In late 2014 Emma Watson made her speech to the UN on the ‘He for She’ campaign, a movement focussed on the education and empowerment of men and boys about equality between the sexes. Emma continued to be a consistent campaigner for women’s rights and I admired her approach of education and thought-provoking conversation. In listening to Emma’s UN speech, I broadened my understanding of how to approach feminism in conversation. Unfortunately, not only many men, but some women also don’t identify with feminism because of our social conditioning, and I learned that having an educated conversation and listening to varying points of view was much more effective that simply thrusting your point of view down someone’s throat (surprise, surprise!). One of the other qualities I continue to admire about Emma is her ability to be self-aware, more recently acknowledging her white-privilege when approaching feminism and the more significant challenges women of colour have than white women. I am realising that my understanding of feminism, like many of my core values and beliefs, is ever-evolving. The ability to analyse your beliefs, be open-minded, and forever learning enables me to not only be a better feminist, but a better human.

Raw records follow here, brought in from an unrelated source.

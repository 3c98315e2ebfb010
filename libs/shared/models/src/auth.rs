use chrono::{DateTime, Utc};
use serde::{Deserialize, Serialize};

#[derive(Debug, Serialize, Deserialize)]
pub struct JwtClaims {
    pub sub: String,
    pub exp: Option<u64>,
    pub email: Option<String>,
    pub role: Option<String>,
    pub app_metadata: Option<serde_json::Value>,
    pub user_metadata: Option<serde_json::Value>,
    pub aud: Option<String>,
    pub iat: Option<u64>,
}

/// The signed-in account as issued by Supabase auth. Read-only for the cells.
#[derive(Debug, Clone, Serialize, Deserialize)]
pub struct User {
    pub id: String,
    pub email: Option<String>,
    pub role: Option<String>,
    pub metadata: Option<serde_json::Value>,
    pub created_at: Option<DateTime<Utc>>,
}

Whilst I have always been a feminist, my journey to understanding what that means has been long and continues to evolve. Through my experiences I can’t emphasise enough how important it is for people with a large social platform to support this cause – without them I’m not sure I would have felt the confidence or camaraderie to proudly identify as a feminist. This conversation is so important to not only educate, but to create a cultural shift. Women are advancing so quickly, empowering themselves to say no to sexism. It is now up to our men to educate themselves to make a shift in their thinking. Feminism is not a movement where women hate men and want them extinct. Feminism is simply another word for equality. As humans in this world we should be celebrating our differences, acknowledging what makes other people special and honouring that, rather than scrutinising. I owe my feminism to my parents, my sister, my inspiring girlfriends, and my honorary BFFs: Beyonce, Lena Dunham, Emma Watson, and Chimamanda Ngozi Adiche – without all of you I might still standing in the shadows, afraid to stand up and speak up for the equality that we all believe in and deserve.